HEADLINES
Nursing2017 covers the latest news in nursing and healthcare. See what's making headlines this month!

Tuesday, July 11, 2017

Guest editor: Tina Keeler, MSN, RN, Western Michigan University, Bronson School of Nursing in Kalamazoo, Mich.

Not so long ago, healthcare was primarily rendered in the home. Mothers and midwives attended the sick, and physicians were only called for emergencies. People came to hospitals with life-threatening illnesses, but the rest was taken care of at the kitchen sink.

As modern medicine advanced, hospitals began to emerge as a place of health and care instead of death and dying. Today, people seek out hospitals for a multitude of reasons: to celebrate a birth, to grieve a death, to replace a joint, to fix a gut, to repair damage done, or to prevent future injury.

Patients will have some sort of an experience when they come to the hospital. The question we need to ask ourselves is: What can we do to ensure their experience is a positive one?

Patient experiences are based on interactions with nurses and other staff that patients encounter while in the hospital. For example, Betty came to the ED with abdominal pain and is now having blood drawn. The nurse gives the scripted greeting, but is mechanical and minimally interactive. Even though the nurse has a professional manner and flawless technique, Betty perceives the experience as negative. Why? Her perception was that the nurse's demeanor was cold and uncaring. In reality, the nurse was focused on trying to follow protocol and not break sterile technique or contaminate the specimen. Although the service rendered was adequate, it didn't exceed the patient's expectations. What could the nurse have done better to create a positive patient experience?
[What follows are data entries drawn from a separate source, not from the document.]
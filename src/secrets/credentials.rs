//! Credential payload carried by a [`Secret`](super::Secret).
//!
//! The username/password pair is held in [`SecretString`] values. They print
//! and serialize as `[REDACTED]` and are zeroed when dropped, so the payload
//! cannot leak through `Debug` output, structured logs or a generic
//! `serde_json::to_string` of a containing type. The only way to get the
//! plaintext out is [`SecretString::expose_secret`] or
//! [`Credentials::to_json`].

use serde::de::{IgnoredAny, MapAccess, Visitor};
use serde::{Deserialize, Deserializer, Serialize, Serializer};
use std::collections::BTreeMap;
use std::fmt;
use zeroize::{Zeroize, ZeroizeOnDrop};

use super::error::Result;

const REDACTED: &str = "[REDACTED]";

/// A string that redacts itself in `Debug`, `Display` and serialization.
#[derive(Clone, Default, Zeroize, ZeroizeOnDrop)]
pub struct SecretString(String);

impl SecretString {
    pub fn new(value: impl Into<String>) -> Self {
        Self(value.into())
    }

    /// Returns the plaintext. Never log the result.
    pub fn expose_secret(&self) -> &str {
        &self.0
    }

    pub fn len(&self) -> usize {
        self.0.len()
    }

    pub fn is_empty(&self) -> bool {
        self.0.is_empty()
    }
}

impl Serialize for SecretString {
    fn serialize<S>(&self, serializer: S) -> std::result::Result<S::Ok, S::Error>
    where
        S: Serializer,
    {
        serializer.serialize_str(REDACTED)
    }
}

impl<'de> Deserialize<'de> for SecretString {
    fn deserialize<D>(deserializer: D) -> std::result::Result<Self, D::Error>
    where
        D: Deserializer<'de>,
    {
        String::deserialize(deserializer).map(SecretString)
    }
}

impl fmt::Debug for SecretString {
    fn fmt(&self, f: &mut fmt::Formatter<'_>) -> fmt::Result {
        write!(f, "SecretString({})", REDACTED)
    }
}

impl fmt::Display for SecretString {
    fn fmt(&self, f: &mut fmt::Formatter<'_>) -> fmt::Result {
        f.write_str(REDACTED)
    }
}

impl PartialEq for SecretString {
    fn eq(&self, other: &Self) -> bool {
        self.0 == other.0
    }
}

impl Eq for SecretString {}

impl From<String> for SecretString {
    fn from(value: String) -> Self {
        Self(value)
    }
}

impl From<&str> for SecretString {
    fn from(value: &str) -> Self {
        Self::new(value)
    }
}

/// Username/password pair stored alongside a secret's metadata.
#[derive(Debug, Clone, Default, PartialEq, Eq)]
pub struct Credentials {
    username: SecretString,
    password: SecretString,
}

/// Accepts only a JSON object. Missing keys stay empty, unknown keys are ignored.
impl<'de> Deserialize<'de> for Credentials {
    fn deserialize<D>(deserializer: D) -> std::result::Result<Self, D::Error>
    where
        D: Deserializer<'de>,
    {
        struct CredentialsVisitor;

        impl<'de> Visitor<'de> for CredentialsVisitor {
            type Value = Credentials;

            fn expecting(&self, f: &mut fmt::Formatter<'_>) -> fmt::Result {
                f.write_str("an object with \"username\" and \"password\" strings")
            }

            fn visit_map<A>(self, mut map: A) -> std::result::Result<Credentials, A::Error>
            where
                A: MapAccess<'de>,
            {
                let mut creds = Credentials::default();
                while let Some(key) = map.next_key::<String>()? {
                    match key.as_str() {
                        "username" => creds.username = map.next_value()?,
                        "password" => creds.password = map.next_value()?,
                        _ => {
                            map.next_value::<IgnoredAny>()?;
                        }
                    }
                }
                Ok(creds)
            }
        }

        deserializer.deserialize_map(CredentialsVisitor)
    }
}

impl Credentials {
    pub fn new(username: impl Into<SecretString>, password: impl Into<SecretString>) -> Self {
        Self { username: username.into(), password: password.into() }
    }

    pub fn username(&self) -> &SecretString {
        &self.username
    }

    pub fn password(&self) -> &SecretString {
        &self.password
    }

    /// Encodes the plaintext pair as compact JSON.
    ///
    /// Keys come out sorted: `{"password":"...","username":"..."}`.
    pub fn to_json(&self) -> Result<String> {
        let mut creds = BTreeMap::new();
        creds.insert("username", self.username.expose_secret());
        creds.insert("password", self.password.expose_secret());
        Ok(serde_json::to_string(&creds)?)
    }

    /// Parses a document produced by [`Credentials::to_json`].
    pub fn from_json(json: &str) -> Result<Self> {
        Ok(serde_json::from_str(json)?)
    }
}
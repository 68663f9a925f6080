//! # Observability Infrastructure
//!
//! Structured logging for the secrets service. Operations emit `tracing`
//! spans and events; this module installs the subscriber that renders them.

pub mod logging;

pub use logging::{build_filter, init_logging, log_config_info};
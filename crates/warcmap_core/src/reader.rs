//! Record splitting shared by every protocol version.

use crate::errors::{Result, WarcMapError};
use crate::format::FormatDescriptor;
use crate::warc::{parse_header_lines, scan_content_length, WarcRecord};
use memchr::memmem;
use std::ops::Range;
use tracing::debug;

#[derive(Debug, Clone, Copy, Default)]
pub struct ParseOptions {
    /// Reject records whose `WARC-Date` does not parse in the version's format.
    pub validate_dates: bool,
}

/// Boundaries of one record inside a corpus buffer.
#[derive(Debug, Clone, Copy)]
pub struct RawRecord<'a> {
    /// Absolute offset of the start marker.
    pub offset: u64,
    /// Header lines between the version line and the blank line.
    pub header: &'a [u8],
    pub body: &'a [u8],
    /// Bytes from the start marker through the record terminator.
    pub len: usize,
}

impl RawRecord<'_> {
    pub fn parse(&self, desc: &FormatDescriptor, opts: ParseOptions) -> Result<WarcRecord> {
        let headers = parse_header_lines(self.header, self.offset)?;
        for field in desc.version.required_fields() {
            if !headers.iter().any(|(k, _)| k.eq_ignore_ascii_case(field)) {
                return Err(WarcMapError::malformed(
                    self.offset,
                    format!("{} record lacks required field {field}", desc.version),
                ));
            }
        }
        let record = WarcRecord {
            version: desc.version,
            headers,
            body: self.body.to_vec(),
        };
        if opts.validate_dates && record.timestamp().is_none() {
            return Err(WarcMapError::malformed(
                self.offset,
                format!("WARC-Date {:?} is not a {} date", record.date().unwrap_or(""), desc.version),
            ));
        }
        Ok(record)
    }
}

/// Lazy, restartable iterator over the records starting inside a byte range.
pub struct RecordSplitter<'a> {
    desc: FormatDescriptor,
    data: &'a [u8],
    range: Range<usize>,
    pos: usize,
    finder: memmem::Finder<'static>,
    done: bool,
}

impl<'a> RecordSplitter<'a> {
    pub fn new(desc: FormatDescriptor, data: &'a [u8], range: Range<usize>) -> Self {
        let end = range.end.min(data.len());
        let start = range.start.min(end);
        Self {
            desc,
            data,
            range: start..end,
            pos: start,
            finder: memmem::Finder::new(desc.version.start_marker()),
            done: false,
        }
    }

    pub fn descriptor(&self) -> &FormatDescriptor { &self.desc }
    pub fn range(&self) -> Range<usize> { self.range.clone() }

    /// Back to the start of the range.
    pub fn reset(&mut self) {
        self.pos = self.range.start;
        self.done = false;
    }

    /// Parses each boundary into a [`WarcRecord`].
    pub fn records(self, opts: ParseOptions) -> impl Iterator<Item = Result<WarcRecord>> + 'a {
        let desc = self.desc;
        self.map(move |raw| raw.and_then(|r| r.parse(&desc, opts)))
    }

    fn next_marker(&self, from: usize) -> Option<usize> {
        let hay = &self.data[from..];
        for rel in self.finder.find_iter(hay) {
            let abs = from + rel;
            if abs >= self.range.end {
                return None;
            }
            if abs == 0 || self.data[abs - 1] == b'\n' {
                return Some(abs);
            }
        }
        None
    }

    fn frame(&self, start: usize) -> Result<RawRecord<'a>> {
        let v = self.desc.version;
        let marker = v.start_marker();
        let eol = v.line_ending();
        let hterm = v.header_terminator();
        let rterm = v.record_terminator();
        let offset = start as u64;

        let hdr_start = start + marker.len();
        // the marker's own line ending closes an empty header block
        let search_from = hdr_start - eol.len();
        let rel = memmem::find(&self.data[search_from..], hterm).ok_or_else(|| {
            WarcMapError::malformed(offset, "header block has no terminator before end of input")
        })?;
        let term_at = search_from + rel;
        let header = &self.data[hdr_start..term_at + eol.len()];
        if memmem::find(header, marker).is_some() {
            return Err(WarcMapError::malformed(offset, "header block runs into the next record"));
        }

        let raw_len = scan_content_length(header)
            .ok_or_else(|| WarcMapError::malformed(offset, "missing Content-Length"))?;
        let declared: usize = std::str::from_utf8(raw_len)
            .ok()
            .and_then(|s| s.parse().ok())
            .ok_or_else(|| {
                WarcMapError::malformed(
                    offset,
                    format!("invalid Content-Length {:?}", String::from_utf8_lossy(raw_len)),
                )
            })?;

        let body_start = term_at + hterm.len();
        let body_end = body_start
            .checked_add(declared)
            .filter(|&e| e <= self.data.len())
            .ok_or_else(|| {
                WarcMapError::malformed(
                    offset,
                    format!(
                        "Content-Length {declared} runs past end of input ({} bytes left)",
                        self.data.len() - body_start
                    ),
                )
            })?;
        if !self.data[body_end..].starts_with(rterm) {
            return Err(WarcMapError::malformed(
                offset,
                format!("no record terminator after Content-Length {declared}; body span does not match"),
            ));
        }

        // a length that swallows whole records still lands on a terminator
        for rel in self.finder.find_iter(&self.data[body_start..body_end]) {
            if self.data[..body_start + rel].ends_with(rterm) {
                return Err(WarcMapError::malformed(
                    offset,
                    format!("Content-Length {declared} runs into the record at {}", body_start + rel),
                ));
            }
        }
        // a short length may stop on a blank line inside the body
        let mut next = body_end + rterm.len();
        while next < self.data.len() && matches!(self.data[next], b'\r' | b'\n') {
            next += 1;
        }
        if next < self.data.len() && !self.data[next..].starts_with(marker) {
            return Err(WarcMapError::malformed(
                offset,
                format!("Content-Length {declared} ends inside the body; no record follows its terminator"),
            ));
        }

        Ok(RawRecord {
            offset,
            header,
            body: &self.data[body_start..body_end],
            len: body_end + rterm.len() - start,
        })
    }
}

impl<'a> Iterator for RecordSplitter<'a> {
    type Item = Result<RawRecord<'a>>;

    fn next(&mut self) -> Option<Self::Item> {
        if self.done || self.pos >= self.range.end {
            return None;
        }
        let start = match self.next_marker(self.pos) {
            Some(s) => s,
            None => {
                self.done = true;
                return None;
            }
        };
        if start > self.pos {
            debug!(from = self.pos, to = start, "skipped bytes before record marker");
        }
        match self.frame(start) {
            Ok(rec) => {
                self.pos = start + rec.len;
                Some(Ok(rec))
            }
            Err(e) => {
                self.pos = start + 1;
                Some(Err(e))
            }
        }
    }
}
First impressions are key, so smile and make a connection. Try starting a friendly conversation: "Oh, I see your name is Betty. My mother's name is Betty. She was named after her favorite aunt. Does yours have a special meaning?" While preparing to draw the blood specimen, the patient is probably secretly sizing up the nurse, who appears young. "Have you done this before?" the patient nervously asks. The nurse smiles once again and explains that she's done this many times before. She then compliments the patient on her lovely veins. "I wish more of my patients had vessels like yours. That would surely make my job easier," she says. The patient nervously adds, "But I've been told my veins roll and I'm a difficult stick." Once again, the nurse smiles and says, "Oh, then I have a special way to hold your arm to help prevent that from happening." Then she demonstrates the technique. The patient is put at ease and her experience is markedly better.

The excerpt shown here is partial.